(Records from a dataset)

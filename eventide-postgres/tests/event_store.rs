//! Integration tests for the `PostgreSQL` store.
//!
//! These tests require Docker to be running and will spin up a `PostgreSQL`
//! container using testcontainers.

use std::time::Duration;

use eventide_core::{
    aggregate::{Aggregate, Aggregation, Apply, Create},
    daemon::DaemonSettings,
    event::{StreamId, StreamIdentity},
    options::{ProjectionLifecycle, StoreOptions},
    projection::{SingleStreamProjection, SnapshotProjection},
    repository::{AggregateOptions, Repository},
    session::SessionError,
    store::{EventFilter, EventStore, StoreTransaction, StreamRange},
};
use eventide_postgres::Store;
use serde::{Deserialize, Serialize};
use sqlx::PgPool;
use testcontainers::{ContainerAsync, runners::AsyncRunner};
use testcontainers_modules::postgres::Postgres;
use uuid::Uuid;

/// Test helper to set up a `PostgreSQL` container and connection pool.
struct TestDb {
    _container: ContainerAsync<Postgres>,
    pool: PgPool,
}

impl TestDb {
    async fn new() -> Self {
        let container = Postgres::default().start().await.unwrap();
        let host = container.get_host().await.unwrap();
        let port = container.get_host_port_ipv4(5432).await.unwrap();

        let connection_string = format!("postgres://postgres:postgres@{host}:{port}/postgres");
        let pool = PgPool::connect(&connection_string).await.unwrap();

        Self {
            _container: container,
            pool,
        }
    }

    async fn store(&self, identity: StreamIdentity) -> Store {
        let store = Store::with_identity(self.pool.clone(), identity);
        store.migrate().await.unwrap();
        store
    }

    async fn repo(&self, identity: StreamIdentity) -> Repository<Store> {
        let options = StoreOptions::new().identity(identity);
        Repository::with_options(self.store(identity).await, options)
    }
}

#[derive(Debug, Default, Clone, PartialEq, Serialize, Deserialize)]
struct Ledger {
    owner: String,
    balance: i64,
}

impl Aggregate for Ledger {
    const KIND: &'static str = "Ledger";
}

#[derive(Serialize, Deserialize)]
struct LedgerOpened {
    owner: String,
}

#[derive(Serialize, Deserialize)]
struct Deposited {
    amount: i64,
}

impl Create<LedgerOpened> for Ledger {
    fn create(event: &LedgerOpened) -> Self {
        Self {
            owner: event.owner.clone(),
            balance: 0,
        }
    }
}

impl Apply<Deposited> for Ledger {
    fn apply(&mut self, event: &Deposited) {
        self.balance += event.amount;
    }
}

fn aggregation() -> Aggregation<Ledger> {
    Aggregation::new()
        .creates::<LedgerOpened>()
        .applies::<Deposited>()
}

#[tokio::test]
async fn migrate_creates_tables() {
    let db = TestDb::new().await;
    let _store = db.store(StreamIdentity::AsGuid).await;

    for table in ["events", "streams", "event_progression", "projected_documents"] {
        let count: (i64,) = sqlx::query_as(&format!("SELECT COUNT(*) FROM {table}"))
            .fetch_one(&db.pool)
            .await
            .unwrap();
        assert_eq!(count.0, 0, "{table} should start empty");
    }
}

#[tokio::test]
async fn migrate_is_idempotent() {
    let db = TestDb::new().await;
    let store = db.store(StreamIdentity::AsGuid).await;
    store.migrate().await.unwrap();
    store.migrate().await.unwrap();
}

#[tokio::test]
async fn start_then_append_assigns_versions_and_sequences() {
    let db = TestDb::new().await;
    let repo = db.repo(StreamIdentity::AsGuid).await;
    let id = Uuid::new_v4();

    let mut session = repo.session();
    session
        .start_stream_for::<Ledger>(
            id,
            [
                repo.wrap(LedgerOpened { owner: "ada".into() }).unwrap(),
                repo.wrap(Deposited { amount: 10 }).unwrap(),
            ],
        )
        .unwrap();
    let first = session.save_changes().await.unwrap();

    let mut session = repo.session();
    session
        .append_expected(id, 2, [repo.wrap(Deposited { amount: 5 }).unwrap()])
        .unwrap();
    let second = session.save_changes().await.unwrap();

    assert_eq!(first.streams[0].version, 2);
    assert_eq!(second.streams[0].version, 3);
    assert!(second.last_sequence() > first.last_sequence());

    let query = repo.query();
    let state = query.fetch_stream_state(id).await.unwrap().unwrap();
    assert_eq!(state.version, 3);
    assert_eq!(state.aggregate_type.as_deref(), Some("Ledger"));

    let events = query.fetch_stream(id).await.unwrap();
    let versions: Vec<i64> = events.iter().map(|e| e.version).collect();
    assert_eq!(versions, vec![1, 2, 3]);
    assert_eq!(events[0].alias, "ledger_opened");

    let ledger = query
        .aggregate_stream(id, &aggregation(), AggregateOptions::default())
        .await
        .unwrap()
        .unwrap();
    assert_eq!(ledger.balance, 15);
}

#[tokio::test]
async fn starting_an_existing_stream_collides() {
    let db = TestDb::new().await;
    let repo = db.repo(StreamIdentity::AsGuid).await;
    let id = Uuid::new_v4();

    for attempt in 0..2 {
        let mut session = repo.session();
        session
            .start_stream(id, [repo.wrap(LedgerOpened { owner: "ada".into() }).unwrap()])
            .unwrap();
        let result = session.save_changes().await;
        if attempt == 0 {
            result.unwrap();
        } else {
            assert!(matches!(result, Err(SessionError::StreamIdCollision(_))));
        }
    }
}

#[tokio::test]
async fn stale_expected_version_changes_nothing() {
    let db = TestDb::new().await;
    let repo = db.repo(StreamIdentity::AsString).await;

    let mut session = repo.session();
    session
        .start_stream("acct-1", [repo.wrap(LedgerOpened { owner: "ada".into() }).unwrap()])
        .unwrap();
    session.save_changes().await.unwrap();

    let mut session = repo.session();
    session
        .append_expected("acct-1", 4, [repo.wrap(Deposited { amount: 1 }).unwrap()])
        .unwrap();
    let error = session.save_changes().await.unwrap_err();
    match error {
        SessionError::UnexpectedVersion(conflict) => {
            assert_eq!(conflict.expected, 4);
            assert_eq!(conflict.actual, 1);
        }
        other => panic!("expected a version conflict, got {other:?}"),
    }

    let state = repo.query().fetch_stream_state("acct-1").await.unwrap().unwrap();
    assert_eq!(state.version, 1);
    assert_eq!(repo.store().highest_sequence().await.unwrap(), 1);
}

/// Append `count` deposits in one unit of work and return the versions they
/// were given.
async fn deposit(
    repo: &Repository<Store>,
    id: &str,
    expected: Option<i64>,
    count: i64,
) -> Result<Vec<i64>, SessionError<eventide_postgres::Error>> {
    let events: Vec<_> = (1..=count)
        .map(|amount| repo.wrap(Deposited { amount }).unwrap())
        .collect();
    let mut session = repo.session();
    match expected {
        Some(version) => session.append_expected(id, version, events)?,
        None => session.append(id, events)?,
    }
    let summary = session.save_changes().await?;
    let committed = summary.stream(&StreamId::from(id)).unwrap();
    Ok(((committed.version - count + 1)..=committed.version).collect())
}

#[tokio::test(flavor = "multi_thread", worker_threads = 2)]
async fn concurrent_appenders_receive_disjoint_versions() {
    let db = TestDb::new().await;
    let repo = db.repo(StreamIdentity::AsString).await;
    let mut session = repo.session();
    session
        .start_stream("acct-1", [repo.wrap(LedgerOpened { owner: "ada".into() }).unwrap()])
        .unwrap();
    session.save_changes().await.unwrap();

    let (left, right) = tokio::join!(
        deposit(&repo, "acct-1", None, 2),
        deposit(&repo, "acct-1", None, 3)
    );
    let mut versions: Vec<i64> = left.unwrap().into_iter().chain(right.unwrap()).collect();
    versions.sort_unstable();
    assert_eq!(versions, vec![2, 3, 4, 5, 6]);

    let stored: Vec<i64> = repo
        .query()
        .fetch_stream("acct-1")
        .await
        .unwrap()
        .iter()
        .map(|e| e.version)
        .collect();
    assert_eq!(stored, vec![1, 2, 3, 4, 5, 6]);
    let state = repo.query().fetch_stream_state("acct-1").await.unwrap().unwrap();
    assert_eq!(state.version, 6);
}

#[tokio::test(flavor = "multi_thread", worker_threads = 2)]
async fn only_one_appender_wins_an_expected_version() {
    let db = TestDb::new().await;
    let repo = db.repo(StreamIdentity::AsString).await;
    let mut session = repo.session();
    session
        .start_stream("acct-1", [repo.wrap(LedgerOpened { owner: "ada".into() }).unwrap()])
        .unwrap();
    session.save_changes().await.unwrap();

    let (left, right) = tokio::join!(
        deposit(&repo, "acct-1", Some(1), 1),
        deposit(&repo, "acct-1", Some(1), 1)
    );
    let (won, lost) = match (left, right) {
        (Ok(won), Err(lost)) | (Err(lost), Ok(won)) => (won, lost),
        other => panic!("exactly one appender should win, got {other:?}"),
    };
    assert_eq!(won, vec![2]);
    match lost {
        SessionError::UnexpectedVersion(conflict) => {
            assert_eq!(conflict.expected, 1);
            assert_eq!(conflict.actual, 2);
        }
        other => panic!("expected a version conflict, got {other:?}"),
    }
    let state = repo.query().fetch_stream_state("acct-1").await.unwrap().unwrap();
    assert_eq!(state.version, 2);
}

#[tokio::test(flavor = "multi_thread", worker_threads = 2)]
async fn appender_waits_for_the_stream_row_lock() {
    let db = TestDb::new().await;
    let repo = db.repo(StreamIdentity::AsString).await;
    let mut session = repo.session();
    session
        .start_stream("acct-1", [repo.wrap(LedgerOpened { owner: "ada".into() }).unwrap()])
        .unwrap();
    session.save_changes().await.unwrap();

    let mut holder = repo.store().begin().await.unwrap();
    let locked = holder
        .lock_stream("*DEFAULT*", &StreamId::from("acct-1"))
        .await
        .unwrap()
        .unwrap();
    assert_eq!(locked.version, 1);

    let appender = {
        let repo = repo.clone();
        tokio::spawn(async move { deposit(&repo, "acct-1", Some(1), 1).await })
    };
    tokio::time::sleep(Duration::from_millis(300)).await;
    assert!(!appender.is_finished(), "append must block on the row lock");

    holder.commit().await.unwrap();
    let versions = appender.await.unwrap().unwrap();
    assert_eq!(versions, vec![2]);
}

#[tokio::test]
async fn archive_and_tombstone() {
    let db = TestDb::new().await;
    let repo = db.repo(StreamIdentity::AsString).await;

    let mut session = repo.session();
    session
        .start_stream("a", [repo.wrap(LedgerOpened { owner: "a".into() }).unwrap()])
        .unwrap();
    session
        .start_stream("t", [repo.wrap(LedgerOpened { owner: "t".into() }).unwrap()])
        .unwrap();
    session.save_changes().await.unwrap();

    let mut session = repo.session();
    session.archive_stream("a").unwrap();
    session.tombstone_stream("t").unwrap();
    session.save_changes().await.unwrap();

    let mut session = repo.session();
    session
        .append("a", [repo.wrap(Deposited { amount: 1 }).unwrap()])
        .unwrap();
    assert!(matches!(
        session.save_changes().await,
        Err(SessionError::StreamArchived(_))
    ));

    let visible = repo
        .store()
        .load_events_between(0, 10, 10, &EventFilter::all())
        .await
        .unwrap();
    assert!(visible.is_empty());
    let archived = repo
        .store()
        .load_events_between(0, 10, 10, &EventFilter::all().including_archived())
        .await
        .unwrap();
    assert_eq!(archived.len(), 1);

    let mut session = repo.session();
    session
        .start_stream("t", [repo.wrap(LedgerOpened { owner: "t2".into() }).unwrap()])
        .unwrap();
    let summary = session.save_changes().await.unwrap();
    assert_eq!(summary.streams[0].version, 1);
}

#### Task objective
Your answer should be only a number: how many lines in the records hold the word "summary".

#### Task solution
4